Elle n'en pensait pas grand-chose. Ils sont allés dans un tiroir. Quelqu'un a fini par lui demander de les voir; elle en a accroché quelques-uns au mur — et les agents d'entretien de la maison Centro lui ont dit, sans qu'on le demande, qu'ils étaient vraiment bons.Elle n'y avait pas cru elle-même jusqu'à présent. « Cela m'a fait penser — peut-être que les gens aiment ça, et qui suis-je pour juger ? »
La suite est l'une de ces histoires qui ne pourraient vraiment arriver que dans une coliving house: une soirée galerie improvisée dans Room 10, tout le monde a envoyé des textos pour venir voir les murs recouverts de son travail.
À partir de là, la carte s'élargit, tout comme son travail. En Norvège — Lofoten, d'abord dans l'obscurité presque permanente de février, puis au cours d'une période de deux mois de soleil de minuit qui la dissout étrangement — Anna a lancé une nouvelle série peinte sur aluminium, cherchant l'aplatissement spécifique de l'eau des fjords reflétant le ciel. C'est un processus imprévisible par conception: elle étale de la peinture sur le métal sans savoir exactement quelles couleurs atterriront où, puis elle attend de voir ce qui émerge. « Je ne m'assois habituellement pas avec une vision parfaite et puis je l'exécute — je veux que cela me guide. » Pour une perfectionniste autodécrite, elle dit que l'incertitude est le point.
Le Maroc est venu ensuite — Outsite Marrakech, puis un road trip vers le désert où son chauffeur, après cinq jours ensemble, lui a dit qu'elle adorerait Dakhla.
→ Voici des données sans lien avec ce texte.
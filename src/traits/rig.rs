use crate::camera::Camera;

use super::input::MoveHandler;

/// Camera movement policy driven once per frame
pub trait CameraRig {
    /// Advance to an absolute timestamp in milliseconds
    fn update(&mut self, timestamp_ms: f64);

    /// Camera whose matrices reflect the latest update
    fn camera(&self) -> &Camera;

    /// Input receiver, for rigs that react to pointer/touch/wheel movement
    fn as_move_handler(&mut self) -> Option<&mut dyn MoveHandler> {
        None
    }

    /// Viewport resize
    fn set_aspect_ratio(&mut self, aspect_ratio: f32);
}
/// Which physical input produced a movement delta
#[derive(Debug, Clone, Copy, PartialEq, Eq, Hash)]
pub enum InputKind {
    Mouse,
    Touch,
    Wheel,
}

/// Raw per-event movement: pointer/touch motion in pixels and vertical wheel amount
#[derive(Debug, Clone, Copy, PartialEq)]
pub struct MoveDelta {
    pub dx: f32,
    pub dy: f32,
    pub wheel: f32,
    pub kind: InputKind,
}

impl MoveDelta {
    pub const fn pointer(dx: f32, dy: f32) -> Self {
        Self { dx, dy, wheel: 0.0, kind: InputKind::Mouse }
    }

    pub const fn touch(dx: f32, dy: f32) -> Self {
        Self { dx, dy, wheel: 0.0, kind: InputKind::Touch }
    }

    pub const fn wheel(amount: f32) -> Self {
        Self { dx: 0.0, dy: 0.0, wheel: amount, kind: InputKind::Wheel }
    }

    pub fn is_zero(&self) -> bool {
        self.dx == 0.0 && self.dy == 0.0 && self.wheel == 0.0
    }
}

/// Receiver of movement deltas (e.g. an orbit camera)
pub trait MoveHandler {
    fn handle_move(&mut self, delta: MoveDelta);
}

/// Source of movement deltas
pub trait InputSource {
    /// Deliver every delta queued since the last drain, oldest first
    fn drain_moves(&mut self, handler: &mut dyn MoveHandler);
}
Un accident de ski avec sa mère — un genou blessé, deux mois sans pouvoir marcher, un voyage en Égypte annulé — a retardé le projet, mais ne l'a pas tué. Elle s'est remise à Outsite Marrakech à la place, la physiothérapie organisée deux fois par semaine par le responsable de nuit, Otman. Ses premiers pas de retour ont été faits là-bas.
Dakhla, quand elle est finalement arrivée, a immédiatement semblé différente. « Dès mon arrivée, je me suis sentie en paix, ancrée. » Elle s'est bâtie là-bas une sorte de deuxième famille autour de Farid, un artiste local qui travaille le plâtre taillé et le bois, et de son partenaire commercial suisse — finissant par obtenir son propre appartement en ville, et une table sur pied dans le studio de Farid.
Demandez à Anna de décrire son temps dans chaque endroit et elle répondra en couleur avant tout le reste. Ericeira est spécifique, légèrement bleu-gris — « là où le ciel se fond dans l'océan ». Marrakech est orange, portée de la tête aux pieds pendant un certain temps, liée à ce qu'elle appelle une « profonde sensualité ». Dakhla est atténuée — du sable dans l'air, des couchers de soleil brumeux, tout en beige — mais avec une intensité sous-jacente qui, dit-elle, va plus loin que celle de Marrakech, tout en étant plus discrète à ce sujet.
Les matériaux ont suivi le même instinct. Dans les montagnes de l'Atlas, elle a commencé à collecter des pigments d'argile rouge et à les transformer en peinture. À Dakhla, elle travaille avec du collage de coquillages — issus des huîtres des restaurants plutôt que de la plage, par principe. « Si je faisais commercialiser la collecte de coquillages moi-même, cela ne serait pas juste. Cette approche, c'est quelque chose qu'ils ont déjà utilisé. »
Anna en a organisé beaucoup — Room 10, la maison d'hôtes de Farid, et le salon d'un ami à Dakhla avec une pièce murale en coquillages de grande taille. Mais c'est la première fois que son travail est présenté comme une exposition officielle, à Outsite Ericeira — le lieu où elle avait pris un pastel pour la première fois et, sans vraiment planifier, est devenue peintre.
Gallery Night : Made in Ericeira aura lieu le 24 septembre, à Outsite Ericeira - Boavista.